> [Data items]
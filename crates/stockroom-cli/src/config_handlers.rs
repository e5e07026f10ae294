//! Handlers for `stockroom config ...`.
//!
//! Handlers print to stdout, so tests assert on their side effects (files
//! written, errors returned) and on the pure helpers below.

use std::path::PathBuf;

use crate::cli::ConfigAction;
use crate::config::{PROJECT_NAME, StockroomConfig};
use crate::error::{Error, Result};

/// Dispatch a config subcommand.
pub fn handle_config_command(config_path: Option<&str>, action: ConfigAction) -> Result<()> {
    match action {
        ConfigAction::Path => cmd_config_path(config_path),
        ConfigAction::Show => cmd_config_show(config_path),
        ConfigAction::Get { key } => cmd_config_get(config_path, &key),
        ConfigAction::Init { file, force } => cmd_config_init(file.as_deref(), force),
    }
}

/// Print the config file location.
pub fn cmd_config_path(config_path: Option<&str>) -> Result<()> {
    let path = StockroomConfig::resolve_config_path(config_path).ok_or_else(|| {
        Error::config("Could not determine config directory for this platform")
    })?;
    println!("{}", path.display());
    if !path.exists() {
        eprintln!("(file does not exist; run `{PROJECT_NAME} config init` to create it)");
    }
    Ok(())
}

/// Print the effective configuration, environment overrides included.
pub fn cmd_config_show(config_path: Option<&str>) -> Result<()> {
    let config = StockroomConfig::load_with_env(config_path)?;
    print!("{}", config.to_toml_string()?);
    Ok(())
}

/// Print one value by dotted key, e.g. `session.login_route`.
pub fn cmd_config_get(config_path: Option<&str>, key: &str) -> Result<()> {
    let config = StockroomConfig::load_with_env(config_path)?;
    println!("{}", lookup(&config, key)?);
    Ok(())
}

/// Write a default config file.
pub fn cmd_config_init(file: Option<&str>, force: bool) -> Result<()> {
    let path = init_config_file(file, force)?;
    println!("Config file created at {}", path.display());
    Ok(())
}

/// Create the default config file and return where it went.
pub fn init_config_file(file: Option<&str>, force: bool) -> Result<PathBuf> {
    let path = match file {
        Some(p) => PathBuf::from(p),
        None => StockroomConfig::default_config_path()
            .ok_or_else(|| Error::config("Could not determine config directory"))?,
    };

    if path.exists() && !force {
        return Err(Error::config(format!(
            "Config file already exists at {}. Use --force to overwrite.",
            path.display()
        )));
    }

    if let Some(parent) = path.parent().filter(|p| !p.as_os_str().is_empty()) {
        std::fs::create_dir_all(parent).map_err(|e| Error::io_with_path(e, parent))?;
    }

    let toml_str = StockroomConfig::default().to_toml_string()?;
    std::fs::write(&path, toml_str).map_err(|e| Error::io_with_path(e, &path))?;
    Ok(path)
}

/// Render the value at dotted `key`.
pub fn lookup(config: &StockroomConfig, key: &str) -> Result<String> {
    let value = toml::Value::try_from(config).map_err(|e| Error::config(e.to_string()))?;
    get_nested_value(&value, key)
        .map(format_toml_value)
        .ok_or_else(|| Error::config(format!("Key '{key}' not found in configuration")))
}

/// Walk a dotted key through nested tables.
pub fn get_nested_value<'a>(value: &'a toml::Value, key: &str) -> Option<&'a toml::Value> {
    key.split('.')
        .try_fold(value, |current, part| current.as_table()?.get(part))
}

/// Strings print bare; everything else prints as TOML.
pub fn format_toml_value(value: &toml::Value) -> String {
    match value {
        toml::Value::String(s) => s.clone(),
        toml::Value::Integer(i) => i.to_string(),
        toml::Value::Float(f) => f.to_string(),
        toml::Value::Boolean(b) => b.to_string(),
        toml::Value::Datetime(dt) => dt.to_string(),
        toml::Value::Array(items) => {
            let rendered: Vec<String> = items.iter().map(|v| v.to_string()).collect();
            format!("[{}]", rendered.join(", "))
        }
        toml::Value::Table(_) => {
            toml::to_string_pretty(value).unwrap_or_else(|_| format!("{value:?}"))
        }
    }
}

// ============================================================================
// Tests
// ============================================================================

> [WHAT TO WORK ON]
Set down the data once more, exactly as shown above.

> [RESPONSE FOR THIS EXERCISE]
filename crates/stockroom-cli/src/config_handlers.rs
repository e5e07026f10ae294
//! Handlers for `stockroom config ...`.
//!
//! Handlers print to stdout, so tests assert on their side effects (files
//! written, errors returned) and on the pure helpers below.

use std::path::PathBuf;

use crate::cli::ConfigAction;
use crate::config::{PROJECT_NAME, StockroomConfig};
use crate::error::{Error, Result};

/// Dispatch a config subcommand.
pub fn handle_config_command(config_path: Option<&str>, action: ConfigAction) -> Result<()> {
    match action {
        ConfigAction::Path => cmd_config_path(config_path),
        ConfigAction::Show => cmd_config_show(config_path),
        ConfigAction::Get { key } => cmd_config_get(config_path, &key),
        ConfigAction::Init { file, force } => cmd_config_init(file.as_deref(), force),
    }
}

/// Print the config file location.
pub fn cmd_config_path(config_path: Option<&str>) -> Result<()> {
    let path = StockroomConfig::resolve_config_path(config_path).ok_or_else(|| {
        Error::config("Could not determine config directory for this platform")
    })?;
    println!("{}", path.display());
    if !path.exists() {
        eprintln!("(file does not exist; run `{PROJECT_NAME} config init` to create it)");
    }
    Ok(())
}

/// Print the effective configuration, environment overrides included.
pub fn cmd_config_show(config_path: Option<&str>) -> Result<()> {
    let config = StockroomConfig::load_with_env(config_path)?;
    print!("{}", config.to_toml_string()?);
    Ok(())
}

/// Print one value by dotted key, e.g. `session.login_route`.
pub fn cmd_config_get(config_path: Option<&str>, key: &str) -> Result<()> {
    let config = StockroomConfig::load_with_env(config_path)?;
    println!("{}", lookup(&config, key)?);
    Ok(())
}

/// Write a default config file.
pub fn cmd_config_init(file: Option<&str>, force: bool) -> Result<()> {
    let path = init_config_file(file, force)?;
    println!("Config file created at {}", path.display());
    Ok(())
}

/// Create the default config file and return where it went.
pub fn init_config_file(file: Option<&str>, force: bool) -> Result<PathBuf> {
    let path = match file {
        Some(p) => PathBuf::from(p),
        None => StockroomConfig::default_config_path()
            .ok_or_else(|| Error::config("Could not determine config directory"))?,
    };

    if path.exists() && !force {
        return Err(Error::config(format!(
            "Config file already exists at {}. Use --force to overwrite.",
            path.display()
        )));
    }

    if let Some(parent) = path.parent().filter(|p| !p.as_os_str().is_empty()) {
        std::fs::create_dir_all(parent).map_err(|e| Error::io_with_path(e, parent))?;
    }

    let toml_str = StockroomConfig::default().to_toml_string()?;
    std::fs::write(&path, toml_str).map_err(|e| Error::io_with_path(e, &path))?;
    Ok(path)
}

/// Render the value at dotted `key`.
pub fn lookup(config: &StockroomConfig, key: &str) -> Result<String> {
    let value = toml::Value::try_from(config).map_err(|e| Error::config(e.to_string()))?;
    get_nested_value(&value, key)
        .map(format_toml_value)
        .ok_or_else(|| Error::config(format!("Key '{key}' not found in configuration")))
}

/// Walk a dotted key through nested tables.
pub fn get_nested_value<'a>(value: &'a toml::Value, key: &str) -> Option<&'a toml::Value> {
    key.split('.')
        .try_fold(value, |current, part| current.as_table()?.get(part))
}

/// Strings print bare; everything else prints as TOML.
pub fn format_toml_value(value: &toml::Value) -> String {
    match value {
        toml::Value::String(s) => s.clone(),
        toml::Value::Integer(i) => i.to_string(),
        toml::Value::Float(f) => f.to_string(),
        toml::Value::Boolean(b) => b.to_string(),
        toml::Value::Datetime(dt) => dt.to_string(),
        toml::Value::Array(items) => {
            let rendered: Vec<String> = items.iter().map(|v| v.to_string()).collect();
            format!("[{}]", rendered.join(", "))
        }
        toml::Value::Table(_) => {
            toml::to_string_pretty(value).unwrap_or_else(|_| format!("{value:?}"))
        }
    }
}

// ============================================================================
// Tests
// ============================================================================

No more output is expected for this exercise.